Farnol came down the wooden steps from the deck, and began his relay mission of carrying 3 or 4 plates at a time up to the trestle table in the open air above.

"That fog last night was weird, wasn't it?" said Joby.

Codlik wasn't sure if Joby was addressing him or Adam, so he didn't reply. In actual fact, Joby wasn't addressing any one person in particular. Over the years he had got used (like they all had) to throwing a remark randomly into the space around him, and waiting to see who picked it up.

"There always seems to be weird weather out here", said Adam "Some of the storms we've watched from the old lighthouse have been quite spectacular".

"You know, it wouldn't surprise me if there was something in that fog", said Joby "Perhaps we'll all start shrinking, like in 'The Incredible Shrinking Man'. He got caught in a weird fog-bank out on his yacht".

"That is a cheering thought, Joby", said Adam "I don't fancy battling with giant spiders in a cellar at my age!"


Codlik decided to leave, and had to all but forcibly eject Glynis from the cabin, as she was now engrossed in looking at some of Finia's homemade jewellery. She humoured Codlik as though he was a tiresome spoilt child who had to be given attention, and made it quite clear that she would be leaving the sloop reluctantly. As was Brinslee, who had been optimistic that he might be able to sit down to his second breakfast of the morning. Not only that but Bengo, wearing only a very skimpy pair of briefs, was washing his hair in a tub on the forward deck, and this was providing Brinslee with some very worthwhile entertainment.

"That's better", said Bengo, flinging back his wet mane "My head itched all night. Must have been all the soap powder left in my hair".

"Make the most of it", said Ransey "We're conserving the fresh water from now until we get back to the Bay. You know the rule ..."

"No poncey things like hairwashing and showers!" the others chorused.

"Is it all out?" said Bengo, as Bardin inspected his hair.

"Yep", said Bardin.

"Out in one rinse!" said Bengo "It used to take about 3 or 4 to get the remains of a custard pie out".

"Probably 'cos you used to get hit with so many", said Farnol.

"Don't remind me!" said Bengo.

"You fellas should come and entertain us at Port West sometime", said Brinslee "Our local flea-pit could do with some new talent in it. We get sick of seeing the same old faces all the time".

"Perhaps we should think about that for in a few month's time", said Julian "When the hurricane season rolls round again".

"I'll make sure I have a front row seat", said Brinslee.

"That's all you'll be getting", Julian muttered.


Over the next couple of days Codlik became increasingly down in the dumps. His inner feelings were still in turmoil over Mieps, and yet at the same time he didn't want to hurt Glynis. She was still one of the most beautiful women he had ever met, and he knew how lucky he was to have her. She wasn't only attractive, but was a superb mother.
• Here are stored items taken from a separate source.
use reqwest::{header::CONTENT_TYPE, Client, Method, StatusCode};
use serde::{de::DeserializeOwned, Serialize};
use serde_json::Value;
use thiserror::Error;

use crate::config::ClientConfig;
use crate::event::{EventPayload, EventRecord};
use crate::models::{
    AttendeeDashboard, BookingRequest, CancelEventRequest, CancelEventResponse, LoginRequest,
    LoginResponse, Notification, OrganizerDashboard, Role, SignupRequest, TicketScanRequest,
    TicketScanResponse, UnreadCount,
};

#[derive(Debug, Error)]
pub enum ApiError {
    #[error("http error: {0}")]
    Http(#[from] reqwest::Error),
    #[error("{message}")]
    Status { status: u16, message: String },
    #[error("empty response from {endpoint}")]
    EmptyBody { endpoint: String },
    #[error("unexpected response from {endpoint}: {reason}")]
    Decode { endpoint: String, reason: String },
}

impl ApiError {
    pub fn status(&self) -> Option<u16> {
        match self {
            Self::Status { status, .. } => Some(*status),
            Self::Http(err) => err.status().map(|s| s.as_u16()),
            _ => None,
        }
    }
}

/// A successful response body. Bodies that are not valid JSON are kept as text.
#[derive(Debug, Clone, PartialEq)]
pub enum ApiBody {
    Json(Value),
    Text(String),
}

impl ApiBody {
    pub fn into_value(self) -> Value {
        match self {
            Self::Json(value) => value,
            Self::Text(text) => Value::String(text),
        }
    }

    /// Human readable message carried by the body, if any.
    pub fn message(&self) -> Option<String> {
        match self {
            Self::Json(value) => value
                .get("message")
                .and_then(Value::as_str)
                .map(str::to_string),
            Self::Text(text) => Some(text.clone()).filter(|t| !t.trim().is_empty()),
        }
    }
}

#[derive(Clone)]
pub struct ApiClient {
    base_url: String,
    http: Client,
}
Watching her with Leon was a joy. It annoyed him greatly that loving her didn't prevent him from fancying Mieps. His emotional development had been stunted by his upbringing in a male-only world, and he sometimes found it hard to adjust to the numerous grey areas of love and sex.

This wasn't all that was depressing him though. He became increasingly cantankerous regarding the Indigo-ites and their lifestyle. Back at the Bay once more, he criticised everything, and moaned endlessly about their lack of responsibility and nil concern for duty (duty towards what though wasn't clear). All this grumbling and carping concealed one thing: Codlik didn't want to go home either. He would never have admitted it, not even to himself, but he wanted to stay at the Bay as much as Leon did. Not only that, but he had also enjoyed his jaunts to the Village of Stairs and Aspiriola with the Indigo-ites, and was passionately envious of their lifestyle.
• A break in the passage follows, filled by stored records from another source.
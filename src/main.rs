use dotenvy::dotenv;
use tracing::info;

mod app;
mod common;
mod config;
mod docs;
mod error;
mod infrastructure;
mod modules;
mod pipeline;
mod routes;
mod state;
mod workers;

use crate::config::settings::AppConfig;
use crate::infrastructure::queue::rabbitmq::RabbitMqService;
use crate::infrastructure::redis::client::RedisService;
use crate::infrastructure::storage::s3::StorageService;
use crate::modules::jobs::store::JobStore;
use crate::pipeline::render::FfmpegRenderer;
use crate::pipeline::runner::PipelineRunner;
use crate::pipeline::transcribe::WhisperCli;
use crate::state::AppState;

#[tokio::main]
async fn main() {
    dotenv().ok();

    // Initialize tracing
    tracing_subscriber::fmt::init();

    info!("Starting server...");

    let config = AppConfig::new().expect("Missing required environment configuration");

    let storage = StorageService::new(
        &config.minio_url,
        &config.minio_bucket,
        &config.minio_access_key,
        &config.minio_secret_key,
    )
    .await;
    let redis = RedisService::new(&config.redis_url)
        .await
        .expect("Failed to connect to Redis");
    let queue = RabbitMqService::new(&config.amqp_url)
        .await
        .expect("Failed to connect to RabbitMQ");

    let jobs = JobStore::new(redis);
    let state = AppState::new(config.clone(), storage, queue, jobs);

    // Process-wide leaf singletons, loaded once and injected into each worker.
    let transcriber = WhisperCli::new(&config);
    let renderer = FfmpegRenderer::new(&config);

    for worker_id in 0..config.worker_count {
        let runner = PipelineRunner::new(
            state.storage.clone(),
            transcriber.clone(),
            renderer.clone(),
        );
        tokio::spawn(workers::subtitle::start_subtitle_worker(
            state.clone(),
            runner,
            worker_id,
        ));
    }

    let app = app::create_app(state).await;

    let addr = format!("0.0.0.0:{}", config.server_port);
    let listener = tokio::net::TcpListener::bind(&addr).await.unwrap();
    info!("Server running on http://{}", addr);

    axum::serve(listener, app).await.unwrap();
}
Unfortunately, Codlik had been in positions of great responsibility since his teens. Duty and conscientiousness were his watchwords, the concrete basis of his own personal philosophy. It was unthinkable to him that he could let go a little, and just have a good time instead. He was bored though at the thought of going back to the big house. He could happily spend the rest of his days walking with Glynis along the beach, and teaching Leon how to fish. And with the elegant Dolores there too, and now big, jovial Brinslee as well, he quietly wished he could make the rest of the world go hang. They could all make their own Eden at the Bay. It was a nice dream, but he knew that was all it could be. He wasn't an Indigo-ite, and that was all there was to it. He could be a lay brother, but not a fully inducted member of the order.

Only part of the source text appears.